START Records provided

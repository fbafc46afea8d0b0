use crate::api::types::Project;
use crate::api::SessionState;
use crate::config::Config;
use crate::event::{Event, EventHandler};
use crate::query::Query;
use crate::resources::Resources;
use crate::ui::components::{CommandEvent, CommandInput};
use crate::ui::renderfns::{draw_banner, draw_footer, draw_header, HeaderContext};
use crate::ui::view::{View, ViewAction};
use crate::ui::views::{LabelsView, ManageMilestonesView, MilestonesView, SortView};
use crate::ui::AppLayout;
use color_eyre::Result;
use crossterm::event::{KeyCode, KeyEvent, KeyModifiers};
use crossterm::terminal::{
  disable_raw_mode, enable_raw_mode, EnterAlternateScreen, LeaveAlternateScreen,
};
use crossterm::ExecutableCommand;
use ratatui::prelude::*;
use std::io::stdout;
use std::time::Duration;
use tokio::sync::watch;
use tracing::{info, warn};

/// Main application state
pub struct App {
  /// Navigation stack - root is always at index 0
  views: Vec<Box<dyn View>>,

  /// `:` command palette
  command: CommandInput,

  /// Shared caches and the service client
  resources: Resources,

  /// Header project info (app name and repository)
  project: Query<Project>,

  /// Flips to `Expired` on the first 401
  session: watch::Receiver<SessionState>,

  /// Latest footer message
  message: Option<String>,

  config: Config,

  should_quit: bool,
}

impl App {
  pub fn new(config: Config, resources: Resources) -> Self {
    let client = resources.client().clone();
    let session = client.session();
    let mut project = Query::new(move || {
      let client = client.clone();
      async move { client.project().await.map_err(|e| e.to_string()) }
    });
    project.fetch();

    Self {
      views: vec![Box::new(MilestonesView::new(resources.clone()))],
      command: CommandInput::new(),
      resources,
      project,
      session,
      message: None,
      config,
      should_quit: false,
    }
  }

  pub async fn run(&mut self) -> Result<()> {
    // Setup terminal
    enable_raw_mode()?;
    stdout().execute(EnterAlternateScreen)?;
    let mut terminal = Terminal::new(CrosstermBackend::new(stdout()))?;

    let mut events = EventHandler::new(Duration::from_millis(self.config.ui.tick_rate_ms));

    let result = self.event_loop(&mut terminal, &mut events).await;

    // Cleanup terminal, even if the loop failed
    disable_raw_mode()?;
    stdout().execute(LeaveAlternateScreen)?;

    result
  }

  async fn event_loop(
    &mut self,
    terminal: &mut Terminal<CrosstermBackend<std::io::Stdout>>,
    events: &mut EventHandler,
  ) -> Result<()> {
    while !self.should_quit {
      terminal.draw(|frame| self.draw(frame))?;

      match events.next().await {
        Some(Event::Key(key)) => self.handle_key(key),
        Some(Event::Tick) => self.tick(),
        None => break,
      }
    }
    Ok(())
  }

  fn session_expired(&self) -> bool {
    *self.session.borrow() == SessionState::Expired
  }

  fn tick(&mut self) {
    self.project.poll();

    if self.session.has_changed().unwrap_or(false)
      && *self.session.borrow_and_update() == SessionState::Expired
    {
      warn!("Session expired, clearing caches");
      self.resources.clear_all();
    }

    for view in self.views.iter_mut() {
      view.tick();
      if let Some(message) = view.take_message() {
        self.message = Some(message);
      }
    }
  }

  fn handle_key(&mut self, key: KeyEvent) {
    if key.code == KeyCode::Char('c') && key.modifiers.contains(KeyModifiers::CONTROL) {
      self.should_quit = true;
      return;
    }

    let capturing = self.views.last().is_some_and(|v| v.is_capturing_input());
    if !capturing || self.command.is_active() {
      let result = self.command.handle_key(key);
      if result.is_consumed() {
        if let Some(CommandEvent::Submitted(cmd)) = result.event() {
          self.execute_command(&cmd);
        }
        return;
      }
    }

    let Some(view) = self.views.last_mut() else {
      return;
    };
    match view.handle_key(key) {
      ViewAction::None => {}
      ViewAction::Push(next) => self.views.push(next),
      ViewAction::Pop => {
        if self.views.len() > 1 {
          self.views.pop();
        } else {
          self.should_quit = true;
        }
      }
    }
  }

  fn execute_command(&mut self, cmd: &str) {
    info!(command = cmd, "Executing command");
    let resources = self.resources.clone();

    match cmd {
      "milestones" => self.views.truncate(1),
      "labels" => self.open(Box::new(LabelsView::new(resources))),
      "manage" => self.open(Box::new(ManageMilestonesView::new(resources))),
      "sort" => self.open(Box::new(SortView::new(resources))),
      "refresh" => {
        drop(self.resources.milestones().reload());
        drop(self.resources.labels().reload());
        self.project.refetch();
        self.message = Some("Refreshing...".to_string());
      }
      "quit" => self.should_quit = true,
      "" => {}
      other => self.message = Some(format!("Unknown command: {}", other)),
    }
  }

  /// Show a top-level screen on top of the milestone list
  fn open(&mut self, view: Box<dyn View>) {
    self.views.truncate(1);
    self.views.push(view);
  }

  fn breadcrumb(&self) -> Vec<String> {
    self.views.iter().map(|v| v.breadcrumb_label()).collect()
  }

  fn draw(&mut self, frame: &mut Frame) {
    let expired = self.session_expired();
    let layout = AppLayout::split(frame.area(), expired);

    let project = self.project.data();
    let context = HeaderContext {
      server_url: &self.config.server.url,
      title: self
        .config
        .title
        .as_deref()
        .or(project.map(|p| p.app_name.as_str()).filter(|n| !n.is_empty())),
      repo: project.map(|p| p.github_repo.as_str()),
    };
    let shortcuts = self
      .views
      .last()
      .map(|v| v.shortcuts())
      .unwrap_or_default();
    draw_header(frame, layout.header, context, &shortcuts);

    if let Some(banner) = layout.banner {
      draw_banner(
        frame,
        banner,
        &format!(
          "Session expired. Log in at {} and restart ghpm.",
          self.resources.client().login_url()
        ),
      );
    }

    if let Some(view) = self.views.last_mut() {
      view.render(frame, layout.content);
    }
    self.command.render_overlay(frame, layout.content);

    let breadcrumb = self.breadcrumb();
    draw_footer(frame, layout.footer, &breadcrumb, self.message.as_deref());
  }
}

END Records provided

# [Exercise description]
The answer is the full data, repeated exactly as shown.

# [Solution for this task]
repository fbafc46afea8d0b0
use crate::api::types::Project;
use crate::api::SessionState;
use crate::config::Config;
use crate::event::{Event, EventHandler};
use crate::query::Query;
use crate::resources::Resources;
use crate::ui::components::{CommandEvent, CommandInput};
use crate::ui::renderfns::{draw_banner, draw_footer, draw_header, HeaderContext};
use crate::ui::view::{View, ViewAction};
use crate::ui::views::{LabelsView, ManageMilestonesView, MilestonesView, SortView};
use crate::ui::AppLayout;
use color_eyre::Result;
use crossterm::event::{KeyCode, KeyEvent, KeyModifiers};
use crossterm::terminal::{
  disable_raw_mode, enable_raw_mode, EnterAlternateScreen, LeaveAlternateScreen,
};
use crossterm::ExecutableCommand;
use ratatui::prelude::*;
use std::io::stdout;
use std::time::Duration;
use tokio::sync::watch;
use tracing::{info, warn};

/// Main application state
pub struct App {
  /// Navigation stack - root is always at index 0
  views: Vec<Box<dyn View>>,

  /// `:` command palette
  command: CommandInput,

  /// Shared caches and the service client
  resources: Resources,

  /// Header project info (app name and repository)
  project: Query<Project>,

  /// Flips to `Expired` on the first 401
  session: watch::Receiver<SessionState>,

  /// Latest footer message
  message: Option<String>,

  config: Config,

  should_quit: bool,
}

impl App {
  pub fn new(config: Config, resources: Resources) -> Self {
    let client = resources.client().clone();
    let session = client.session();
    let mut project = Query::new(move || {
      let client = client.clone();
      async move { client.project().await.map_err(|e| e.to_string()) }
    });
    project.fetch();

    Self {
      views: vec![Box::new(MilestonesView::new(resources.clone()))],
      command: CommandInput::new(),
      resources,
      project,
      session,
      message: None,
      config,
      should_quit: false,
    }
  }

  pub async fn run(&mut self) -> Result<()> {
    // Setup terminal
    enable_raw_mode()?;
    stdout().execute(EnterAlternateScreen)?;
    let mut terminal = Terminal::new(CrosstermBackend::new(stdout()))?;

    let mut events = EventHandler::new(Duration::from_millis(self.config.ui.tick_rate_ms));

    let result = self.event_loop(&mut terminal, &mut events).await;

    // Cleanup terminal, even if the loop failed
    disable_raw_mode()?;
    stdout().execute(LeaveAlternateScreen)?;

    result
  }

  async fn event_loop(
    &mut self,
    terminal: &mut Terminal<CrosstermBackend<std::io::Stdout>>,
    events: &mut EventHandler,
  ) -> Result<()> {
    while !self.should_quit {
      terminal.draw(|frame| self.draw(frame))?;

      match events.next().await {
        Some(Event::Key(key)) => self.handle_key(key),
        Some(Event::Tick) => self.tick(),
        None => break,
      }
    }
    Ok(())
  }

  fn session_expired(&self) -> bool {
    *self.session.borrow() == SessionState::Expired
  }

  fn tick(&mut self) {
    self.project.poll();

    if self.session.has_changed().unwrap_or(false)
      && *self.session.borrow_and_update() == SessionState::Expired
    {
      warn!("Session expired, clearing caches");
      self.resources.clear_all();
    }

    for view in self.views.iter_mut() {
      view.tick();
      if let Some(message) = view.take_message() {
        self.message = Some(message);
      }
    }
  }

  fn handle_key(&mut self, key: KeyEvent) {
    if key.code == KeyCode::Char('c') && key.modifiers.contains(KeyModifiers::CONTROL) {
      self.should_quit = true;
      return;
    }

    let capturing = self.views.last().is_some_and(|v| v.is_capturing_input());
    if !capturing || self.command.is_active() {
      let result = self.command.handle_key(key);
      if result.is_consumed() {
        if let Some(CommandEvent::Submitted(cmd)) = result.event() {
          self.execute_command(&cmd);
        }
        return;
      }
    }

    let Some(view) = self.views.last_mut() else {
      return;
    };
    match view.handle_key(key) {
      ViewAction::None => {}
      ViewAction::Push(next) => self.views.push(next),
      ViewAction::Pop => {
        if self.views.len() > 1 {
          self.views.pop();
        } else {
          self.should_quit = true;
        }
      }
    }
  }

  fn execute_command(&mut self, cmd: &str) {
    info!(command = cmd, "Executing command");
    let resources = self.resources.clone();

    match cmd {
      "milestones" => self.views.truncate(1),
      "labels" => self.open(Box::new(LabelsView::new(resources))),
      "manage" => self.open(Box::new(ManageMilestonesView::new(resources))),
      "sort" => self.open(Box::new(SortView::new(resources))),
      "refresh" => {
        drop(self.resources.milestones().reload());
        drop(self.resources.labels().reload());
        self.project.refetch();
        self.message = Some("Refreshing...".to_string());
      }
      "quit" => self.should_quit = true,
      "" => {}
      other => self.message = Some(format!("Unknown command: {}", other)),
    }
  }

  /// Show a top-level screen on top of the milestone list
  fn open(&mut self, view: Box<dyn View>) {
    self.views.truncate(1);
    self.views.push(view);
  }

  fn breadcrumb(&self) -> Vec<String> {
    self.views.iter().map(|v| v.breadcrumb_label()).collect()
  }

  fn draw(&mut self, frame: &mut Frame) {
    let expired = self.session_expired();
    let layout = AppLayout::split(frame.area(), expired);

    let project = self.project.data();
    let context = HeaderContext {
      server_url: &self.config.server.url,
      title: self
        .config
        .title
        .as_deref()
        .or(project.map(|p| p.app_name.as_str()).filter(|n| !n.is_empty())),
      repo: project.map(|p| p.github_repo.as_str()),
    };
    let shortcuts = self
      .views
      .last()
      .map(|v| v.shortcuts())
      .unwrap_or_default();
    draw_header(frame, layout.header, context, &shortcuts);

    if let Some(banner) = layout.banner {
      draw_banner(
        frame,
        banner,
        &format!(
          "Session expired. Log in at {} and restart ghpm.",
          self.resources.client().login_url()
        ),
      );
    }

    if let Some(view) = self.views.last_mut() {
      view.render(frame, layout.content);
    }
    self.command.render_overlay(frame, layout.content);

    let breadcrumb = self.breadcrumb();
    draw_footer(frame, layout.footer, &breadcrumb, self.message.as_deref());
  }
}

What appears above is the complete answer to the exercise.